Records to process below:
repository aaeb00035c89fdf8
pub mod repositories;
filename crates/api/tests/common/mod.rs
#![allow(dead_code)]

use std::sync::Arc;

use rollcall_api::ApiState;
use rollcall_core::models::student::{AttendanceStatus, StudentRecord};
use rollcall_db::mock::repositories::{MockRosterStore, MockScheduleStore};
use rollcall_db::store::{RosterStore, ScheduleStore};
use rollcall_engine::lifecycle::LifecycleEngine;
use rollcall_engine::roster::RosterService;

pub fn student(id: &str, name: &str, status: AttendanceStatus) -> StudentRecord {
    StudentRecord {
        id: id.to_string(),
        name: name.to_string(),
        status,
        attended_classes: Vec::new(),
    }
}

/// Builds shared state over fully-configured mock stores.
///
/// The roster service reads the store once at construction to prime its
/// channel, so every caller must allow at least one `list_students` call.
pub async fn build_state(
    roster_store: MockRosterStore,
    schedule_store: MockScheduleStore,
    staff_password: Option<&str>,
) -> Arc<ApiState> {
    let roster_store: Arc<dyn RosterStore> = Arc::new(roster_store);
    let schedule_store: Arc<dyn ScheduleStore> = Arc::new(schedule_store);

    let roster = Arc::new(
        RosterService::new(roster_store)
            .await
            .expect("roster service should build over the mock store"),
    );
    let engine = Arc::new(LifecycleEngine::new(schedule_store, roster.clone()));

    Arc::new(ApiState {
        roster,
        engine,
        suggestions: None,
        staff_password: staff_password.map(str::to_string),
    })
}
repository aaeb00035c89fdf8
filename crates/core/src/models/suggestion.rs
use serde::{Deserialize, Serialize};

#[derive(Debug, Clone, Serialize, Deserialize)]
pub struct TaskSuggestionsRequest {
    pub interests: String,
    pub strengths: String,
    pub career_goals: String,
    /// Free-period details, e.g. its duration.
    pub free_period: String,
}

#[derive(Debug, Clone, Serialize, Deserialize)]
pub struct TaskSuggestionsResponse {
    pub task_suggestions: String,
}

#[derive(Debug, Clone, Serialize, Deserialize)]
pub struct DailyRoutineRequest {
    pub student_id: String,
    pub interests: String,
    pub strengths: String,
    pub career_goals: String,
    pub free_time: String,
}

#[derive(Debug, Clone, Serialize, Deserialize)]
pub struct DailyRoutineResponse {
    pub daily_routine: String,
}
End of Records to process.
Task item:
Restate word for word the lines above, beginning at the first one and ending at the line that carries "use rollcall_engine::roster::RosterService;".

Your response:
repository aaeb00035c89fdf8
pub mod repositories;
filename crates/api/tests/common/mod.rs
#![allow(dead_code)]

use std::sync::Arc;

use rollcall_api::ApiState;
use rollcall_core::models::student::{AttendanceStatus, StudentRecord};
use rollcall_db::mock::repositories::{MockRosterStore, MockScheduleStore};
use rollcall_db::store::{RosterStore, ScheduleStore};
use rollcall_engine::lifecycle::LifecycleEngine;
use rollcall_engine::roster::RosterService;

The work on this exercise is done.